Ces critères plus stricts devraient entrer en vigueur dans les prochains mois. Actuellement, le Secrétariat d’État aux migrations (SEM) s’attache à définir quelles zones peuvent être considérées comme sûres et travaille en étroite collaboration avec la Norvège, qui applique déjà depuis plus d’un an un système de différenciation régionale.
Quelles seraient les conséquences ?
• Environ 70 000 Ukrainiens vivent actuellement en Suisse.
• Selon le SEM, plus d’un tiers d’entre eux proviennent de régions que la Norvège considère déjà comme « sûres ».
• Potentiellement, plus de 20 000 personnes pourraient perdre leur statut de protection.
• Certains cantons (Lucerne, Berne, Zurich) demandent que la règle s’applique même aux bénéficiaires actuels du statut S.
Qui s’y oppose ?
• Le HCR appelle la Suisse à renoncer à ce projet : « Il n’existe aucune région sûre dans le pays — la guerre est mouvante, la ligne de front change et des frappes de missiles ou de drones peuvent atteindre n’importe quelle ville. »
• Le canton de Bâle-Ville avertit que la vérification des statuts deviendrait aussi complexe que la procédure d’asile classique.
• Des organisations humanitaires, dont Caritas, alertent : les personnes commenceraient alors à déposer massivement des demandes d’asile individuelles — comme c’est déjà le cas en Norvège.
Qui soutient la mesure ?
• Michaela Ciurr, présidente du gouvernement lucernois : « L’égalité doit s’appliquer à tous.
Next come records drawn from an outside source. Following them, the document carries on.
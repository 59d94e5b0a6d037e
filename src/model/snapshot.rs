use std::collections::BTreeMap;

use crate::{
    model::{
        arena::{ArenaState, TcacheState},
        chunk::ChunkHeader,
    },
    process::{ProcessBases, ProcessRanges},
    profile::{Arch, LibcVersion},
};

/// A frozen, self-contained observation of one heap at one instant.
///
/// Snapshots are plain values: nothing in one references the target, so snapshots
/// outlive the process that produced them and two snapshots taken at different times
/// can be compared offline with [`crate::model::diff`]. Equality is structural, which
/// makes "nothing changed between captures" a direct `==`.
#[derive(Debug, Clone, PartialEq)]
pub struct HeapSnapshot {
    /// The inspected pid, `None` for non-process address-space sources
    pub pid: Option<i32>,
    /// The target's executable path, empty when the source cannot know it
    pub exe: String,
    /// Path of the mapped libc image, if one was found
    pub libc_path: Option<String>,
    /// Target pointer width
    pub arch: Arch,
    /// Detected glibc version, `None` when the image carries no version banner
    pub version: Option<LibcVersion>,
    /// Whether the resolved profile has a per-thread cache
    pub tcache_enabled: bool,
    /// Base address of the libc image at capture time
    pub libc_base: u64,
    /// Base address of the `[heap]` region at capture time
    pub heap_base: u64,
    /// The decoded main arena
    pub arena: ArenaState,
    /// The decoded per-thread cache, `None` when the profile has no tcache
    pub tcache: Option<TcacheState>,
    /// Every chunk on the linear heap walk, in address order, top chunk last
    pub heap_chunks: Vec<ChunkHeader>,
    /// Non-empty fastbin lists keyed by size class
    pub fastbins: BTreeMap<usize, Vec<ChunkHeader>>,
    /// Non-empty tcache lists keyed by size class
    pub tcache_chunks: BTreeMap<usize, Vec<ChunkHeader>>,
    /// Chunks on the unsorted bin, oldest first
    pub unsorted_bins: Vec<ChunkHeader>,
    /// Non-empty small bins keyed by bin index
    pub small_bins: BTreeMap<usize, Vec<ChunkHeader>>,
    /// Non-empty large bins keyed by bin index
    pub large_bins: BTreeMap<usize, Vec<ChunkHeader>>,
    /// Classified region intervals at capture time
    pub ranges: ProcessRanges,
    /// Per-category base addresses at capture time
    pub bases: ProcessBases,
}

impl HeapSnapshot {
    /// The top (wilderness) chunk, which the linear walk always visits last.
    #[must_use]
    pub fn top_chunk(&self) -> Option<&ChunkHeader> {
        self.heap_chunks.last()
    }

    /// Whether `addr` falls inside the `[heap]` region this snapshot captured.
    #[must_use]
    pub fn in_heap(&self, addr: u64) -> bool {
        self.ranges
            .contains(&crate::process::RegionKind::Heap, addr)
    }
}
Si une région est jugée sûre, ses habitants ne devraient pas bénéficier d’une protection collective. »
• Philipp Müller (Berne, PLR) : « Il s’agit d’une étape logique et cohérente. »
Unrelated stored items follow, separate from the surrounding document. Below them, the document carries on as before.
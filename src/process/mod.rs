//! Process memory access: region enumeration, classification and raw reads.
//!
//! This module is the engine's window into a live target. It enumerates the target's
//! memory regions from `/proc/<pid>/maps`, classifies each region (program image, libc
//! image, loader, heap, stack, anonymous mapping or named library), and reads arbitrary
//! byte ranges from `/proc/<pid>/mem`.
//!
//! # Architecture
//!
//! - [`crate::process::AddressSpace`] - the seam every consumer decodes through; a
//!   debugger-extension or emulator front end implements it over its own address-space
//!   source and gets the whole model layer for free
//! - [`crate::process::Process`] - the `/proc`-backed implementation for live targets
//! - [`crate::process::MemoryRegion`] / [`crate::process::RegionKind`] - one raw map
//!   entry and its classification
//! - [`crate::process::ProcessRanges`] / [`crate::process::ProcessBases`] - merged
//!   per-category interval lists and base addresses
//!
//! # Consistency model
//!
//! The target executes concurrently and is never paused. Region tables are re-read
//! live on every call (no caching, the target mutates independently) and every memory
//! read is best effort: a failed or short read returns fewer bytes than requested and
//! callers must not assume the returned length equals the request. No cross-read
//! atomicity is guaranteed anywhere in this crate.
//!
//! # Usage Examples
//!
//! ```rust,no_run
//! use heapscope::process::{AddressSpace, Process, RegionKind};
//!
//! let process = Process::attach(1234)?;
//! let ranges = process.ranges()?;
//! if let Some((start, end)) = ranges.first(&RegionKind::Heap) {
//!     let heap = process.read(start, (end - start) as usize);
//!     println!("captured {} heap bytes", heap.len());
//! }
//! # Ok::<(), heapscope::Error>(())
//! ```

mod maps;
mod space;

pub use maps::{parse_maps, MemoryRegion, ProcessBases, ProcessRanges, RegionKind};
pub use space::{AddressSpace, Process};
• Mario Fehr (Zurich, Indépendant) : « On ne comprend pas pourquoi la règle devrait se limiter aux nouveaux arrivants. »
Le Secrétariat d’État aux migrations (SEM) a toutefois rejeté ces revendications, précisant que l’initiative parlementaire ne concerne que les nouvelles demandes et non les statuts déjà octroyés.
Un contre-argument venu d’Argovie
Fait notable, des voix discordantes s’élèvent même au sein de l’UDC. Jean-Pierre Gallati, membre du gouvernement cantonal argovien, prévient :
« Le système sera saturé. Des dizaines de milliers de personnes resteront dans le pays sans droit au travail, ce qui compliquera encore davantage leur intégration. »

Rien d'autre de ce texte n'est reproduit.